Tallinn 2025 International Conference: ” CELEBRATING DIVERSITY, CREATING EQUALITY”

 

Tallinn Design Festival,

Estonia’s annual celebration of creativity and innovation, unfolded from 29 September to 5 October, turning the city into a laboratory of ideas that challenge and expand the role of design in society. Among its standout moments was an international congress co-organized by EIDD – Design for All Europe (DFA), whose title set a compelling agenda for the day: “Celebrating Diversity – Creating Equality.”

The program offered a deep, 360-degree immersion into Design for All, masterfully moderated by EIDD ambassador Pete Kercher, and affirmed the movement’s momentum as we enter a new era shaped by transformative technologies and urgent social needs.

The morning opened with the powerful presence of Patricia Moore, whose words and presentation resonated profoundly with the audience.
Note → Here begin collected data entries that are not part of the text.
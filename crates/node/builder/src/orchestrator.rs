//! Seed node lifecycle.
//!
//! ```text
//! Created ──listen──► Listening ──start──► Running ──cancel──► Draining ──► Stopped
//!    │                    │                                                   ▲
//!    └── bind error ──────┴── start error (transport closed) ─────────────────┘
//! ```
//!
//! The supervisory loop is the only place that saves the address book or
//! stops the connection manager, so shutdown needs no locking of its own.

use std::{fmt, net::SocketAddr, path::PathBuf, time::Duration};

use metrics::gauge;
use seeder_node_api::{AddressBook, AddressParseError, ConnectionManager, NodeDescriptor, Transport};
use seeder_node_core::{config::SeedConfig, identity::IdentityError};
use thiserror::Error;
use tokio::time::{Instant, MissedTickBehavior};
use tokio_util::sync::CancellationToken;
use tracing::{Instrument, Span, debug, error, info, info_span, warn};

/// Shortest supervisory period accepted; a zero interval would spin.
const MIN_TICK_INTERVAL: Duration = Duration::from_millis(10);

type BoxError = Box<dyn std::error::Error + Send + Sync + 'static>;

/// Lifecycle state of an [`Orchestrator`].
#[derive(Debug, Clone, Copy, PartialEq, Eq)]
pub enum State {
    Created,
    Listening,
    Running,
    Draining,
    Stopped,
}

impl fmt::Display for State {
    fn fmt(&self, f: &mut fmt::Formatter<'_>) -> fmt::Result {
        let s = match self {
            Self::Created => "created",
            Self::Listening => "listening",
            Self::Running => "running",
            Self::Draining => "draining",
            Self::Stopped => "stopped",
        };
        f.write_str(s)
    }
}

#[derive(Debug, Error)]
pub enum OrchestratorError {
    #[error(transparent)]
    Identity(#[from] IdentityError),
    #[error("invalid address: {0}")]
    AddressParse(#[from] AddressParseError),
    #[error("failed to open address book {}: {source}", .path.display())]
    AddressBookOpen {
        path: PathBuf,
        #[source]
        source: BoxError,
    },
    #[error("failed to listen on {addr}: {source}")]
    Bind {
        addr: SocketAddr,
        #[source]
        source: BoxError,
    },
    #[error("failed to start connection manager: {0}")]
    ManagerStart(#[source] BoxError),
    #[error("failed to save address book: {0}")]
    Save(#[source] BoxError),
    #[error("failed to stop connection manager: {0}")]
    Stop(#[source] BoxError),
    #[error("connection manager did not stop within {0:?}")]
    ShutdownTimeout(Duration),
    #[error("failed to close transport: {0}")]
    Close(#[source] BoxError),
    #[error("cannot run an orchestrator in state {0}")]
    InvalidState(State),
}

/// Supervisory loop settings.
#[derive(Debug, Clone, Copy, PartialEq, Eq)]
pub struct OrchestratorConfig {
    /// Period of the status tick. The first tick fires one period after start.
    pub tick_interval: Duration,
    /// Save the address book on every tick, not only at shutdown.
    pub persist_on_tick: bool,
    /// Deadline for stopping the connection manager during drain.
    pub shutdown_timeout: Duration,
}

impl Default for OrchestratorConfig {
    fn default() -> Self {
        Self::from(&SeedConfig::default())
    }
}

impl From<&SeedConfig> for OrchestratorConfig {
    fn from(config: &SeedConfig) -> Self {
        Self {
            tick_interval: config.tick_interval(),
            persist_on_tick: config.persist_on_tick,
            shutdown_timeout: config.shutdown_timeout(),
        }
    }
}

/// Composes a transport, a connection manager and an address book into a
/// running seed node.
///
/// Construction performs no I/O. Everything network related happens in
/// [`run`](Self::run), which may be called once.
pub struct Orchestrator<T, M, B> {
    descriptor: NodeDescriptor,
    listen_addr: SocketAddr,
    transport: T,
    manager: M,
    book: B,
    config: OrchestratorConfig,
    state: State,
    span: Span,
}

impl<T, M, B> fmt::Debug for Orchestrator<T, M, B> {
    fn fmt(&self, f: &mut fmt::Formatter<'_>) -> fmt::Result {
        f.debug_struct("Orchestrator")
            .field("node_id", &self.descriptor.node_id)
            .field("network", &self.descriptor.network)
            .field("listen_addr", &self.listen_addr)
            .field("state", &self.state)
            .field("config", &self.config)
            .finish_non_exhaustive()
    }
}

impl<T, M, B> Orchestrator<T, M, B>
where
    T: Transport,
    M: ConnectionManager,
    B: AddressBook,
{
    pub fn from_parts(
        descriptor: NodeDescriptor,
        listen_addr: SocketAddr,
        transport: T,
        manager: M,
        book: B,
        config: OrchestratorConfig,
    ) -> Self {
        let span = info_span!(
            "seeder",
            node_id = %descriptor.node_id,
            network = %descriptor.network,
        );
        info!(
            node_id = %descriptor.node_id,
            network = %descriptor.network,
            %listen_addr,
            moniker = %descriptor.moniker,
            known_addresses = book.size(),
            "Seed node configured"
        );

        Self {
            descriptor,
            listen_addr,
            transport,
            manager,
            book,
            config,
            state: State::Created,
            span,
        }
    }

    /// Replace the span `run` is instrumented with.
    pub fn with_span(mut self, span: Span) -> Self {
        self.span = span;
        self
    }

    pub fn state(&self) -> State {
        self.state
    }

    /// The advertised descriptor. After `run` binds, `listen_addr` is the bound address.
    pub fn descriptor(&self) -> &NodeDescriptor {
        &self.descriptor
    }

    pub fn address_book(&self) -> &B {
        &self.book
    }

    pub fn transport(&self) -> &T {
        &self.transport
    }

    pub fn manager(&self) -> &M {
        &self.manager
    }

    pub fn config(&self) -> &OrchestratorConfig {
        &self.config
    }

    /// Bind, start, supervise until `shutdown` fires, then drain.
    ///
    /// Returns [`OrchestratorError::InvalidState`] unless the orchestrator is
    /// still in [`State::Created`]. On return the state is always
    /// [`State::Stopped`].
    pub async fn run(&mut self, shutdown: CancellationToken) -> Result<(), OrchestratorError> {
        let span = self.span.clone();
        self.run_inner(shutdown).instrument(span).await
    }

    async fn run_inner(&mut self, shutdown: CancellationToken) -> Result<(), OrchestratorError> {
        if self.state != State::Created {
            return Err(OrchestratorError::InvalidState(self.state));
        }

        let bound = match self.transport.listen(self.listen_addr).await {
            Ok(bound) => bound,
            Err(err) => {
                error!(addr = %self.listen_addr, error = %err, "Failed to bind");
                self.transition(State::Stopped);
                return Err(OrchestratorError::Bind {
                    addr: self.listen_addr,
                    source: Box::new(err),
                });
            }
        };
        self.descriptor.listen_addr = bound;
        info!(%bound, "Listening");
        self.transition(State::Listening);

        if let Err(err) = self.manager.start() {
            error!(error = %err, "Failed to start connection manager");
            if let Err(close) = self.transport.close() {
                warn!(error = %close, "Failed to close transport");
            }
            self.transition(State::Stopped);
            return Err(OrchestratorError::ManagerStart(Box::new(err)));
        }
        self.transition(State::Running);

        self.supervise(&shutdown).await;
        self.drain().await
    }

    async fn supervise(&self, shutdown: &CancellationToken) {
        let period = self.config.tick_interval.max(MIN_TICK_INTERVAL);
        let mut ticker = tokio::time::interval_at(Instant::now() + period, period);
        ticker.set_missed_tick_behavior(MissedTickBehavior::Delay);

        loop {
            tokio::select! {
                biased;
                _ = shutdown.cancelled() => {
                    info!("Shutdown requested");
                    break;
                }
                _ = ticker.tick() => self.tick(),
            }
        }
    }

    fn tick(&self) {
        let peers = self.manager.peers();
        let known = self.book.size();

        gauge!("seeder_connected_peers").set(peers.len() as f64);
        gauge!("seeder_known_addresses").set(known as f64);

        info!(peers = peers.len(), known, "Status");
        if !peers.is_empty() {
            let list: Vec<String> = peers.iter().map(ToString::to_string).collect();
            debug!(peers = ?list, "Connected peers");
        }

        if self.config.persist_on_tick
            && let Err(err) = self.book.save()
        {
            warn!(error = %err, "Failed to save address book");
        }
    }

    /// Save, stop, close. Each step runs even if an earlier one failed; the
    /// first failure is returned.
    async fn drain(&mut self) -> Result<(), OrchestratorError> {
        self.transition(State::Draining);
        let mut first_error = None;

        info!(known = self.book.size(), "Saving address book");
        if let Err(err) = self.book.save() {
            error!(error = %err, "Failed to save address book");
            first_error.get_or_insert(OrchestratorError::Save(Box::new(err)));
        }

        info!("Stopping connection manager");
        match tokio::time::timeout(self.config.shutdown_timeout, self.manager.stop()).await {
            Ok(Ok(())) => {}
            Ok(Err(err)) => {
                error!(error = %err, "Failed to stop connection manager");
                first_error.get_or_insert(OrchestratorError::Stop(Box::new(err)));
            }
            Err(_) => {
                warn!(
                    timeout = ?self.config.shutdown_timeout,
                    "Connection manager did not stop in time, tearing down the transport regardless"
                );
                first_error.get_or_insert(OrchestratorError::ShutdownTimeout(
                    self.config.shutdown_timeout,
                ));
            }
        }

        info!("Closing transport");
        if let Err(err) = self.transport.close() {
            error!(error = %err, "Failed to close transport");
            first_error.get_or_insert(OrchestratorError::Close(Box::new(err)));
        }

        self.transition(State::Stopped);
        match first_error {
            Some(err) => Err(err),
            None => {
                info!("Seed node stopped");
                Ok(())
            }
        }
    }

    fn transition(&mut self, to: State) {
        debug!(from = %self.state, %to, "State transition");
        self.state = to;
    }
}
Her perspective—grounded in decades of pioneering work that humanized design through empathy—left a mark that felt both personal and collective, a reminder of how design can bridge human differences.

She was followed by Rama Gheerawo, who took the stage with what he described as a “love letter to the world,” tracing a career dedicated to inclusion and impact—a path that now sees him leading EIDD–DFA. His narrative reframed design not as a discipline confined to studios and labs, but as a practice of care, curiosity, and responsibility.

The subsequent panels showcased the breadth and depth of inclusive innovation across Europe. Jannicke Holen and Knut Bang of DOGA (Design and Architecture Norway) presented exemplary initiatives that fuse policy, practice, and public engagement—proof that inclusion scales when it is supported by institutions and embedded in design culture.

Researcher Jasmien Herssens expanded the conversation into the multisensory, making a clear case for why truly inclusive environments must engage more than the eye: they must be legible, navigable, and meaningful through sound, touch, smell, and proprioception—especially for people with disabilities.

Beata Fabisiak introduced KIDSLIKEUS and the EU co-funded Superhero Sensory Gardens, a project that translates inclusion into playful, therapeutic, and community-building spaces. Her work demonstrated how co-design with children and families can generate environments that empower, soothe, and educate at once. Anders Berggreen, meanwhile, reframed mobility design by presenting contemporary rollator walkers that prioritize dignity and identity—products for people, not patients. It was a subtle but profound shift in perspective: aid need not label; it can liberate.

The morning concluded with a pointed, practical appeal from Antonio De Antonis—EIDD board member and president of AIPI, Italy’s interior design association—who spotlighted the ethical and strategic responsibility of interior design in fostering inclusion. With most of us spending up to 95% of our lives indoors, he argued, the interiors industry cannot be an afterthought in accessibility; it must be a driver. He drew particular attention to the HoReCa sector (hospitality, restaurants, cafés), where inclusive redesign isn’t just a moral imperative but a clear economic opportunity: welcoming spaces for all attract more people, extend dwell time, and build resilient brands.

The afternoon broadened the lens further. Jakob Rosin examined accessibility through the accelerating capabilities of AI, weighing the opportunities for adaptive interfaces and real-time assistance against the risks of bias, opacity, and exclusion by design. Cameron Sinclair addressed accessible sport, where inclusive design intersects with community health, civic pride, and human aspiration. Teete Kallaste focused on designing information environments for people with hearing loss—spaces that must communicate clearly and equitably across modalities. And Jonathan W. Williams explored new pedagogical practices—“knotting new pathways”—that challenge how we teach design itself, ensuring that inclusion is not an add-on but a starting point.

What set this congress apart was not only the quality of the speakers but the energy of its audience: engaged, inquisitive, and eager to test ideas against lived experience. Questions and dialogue moved fluidly from theory to practice, from policy to prototyping, from empowerment to economics. The result was more than a conference; it was a milestone conversation that anchored Design for All as a necessity for a complex century, not a niche concern.

As Tallinn Design Festival drew to a close, one message rang clear: diversity is not a variable to be managed but a reality to be celebrated; equality is not a finish line but a design commitment renewed every day. Even as AI promises to reshape how we live, work, and move, the congress insisted on a first principle: technology must serve people, not the other way around. In that spirit, EIDD–DFA and its partners offered a compelling roadmap—one in which design listens before it leads, includes before it innovates, and measures success by the dignity and delight of everyone it touches.Thanks to Ilona Gurjaniova and her incredible team for the warm hospitalty and magnificient organization of this vibrant and inclusive event.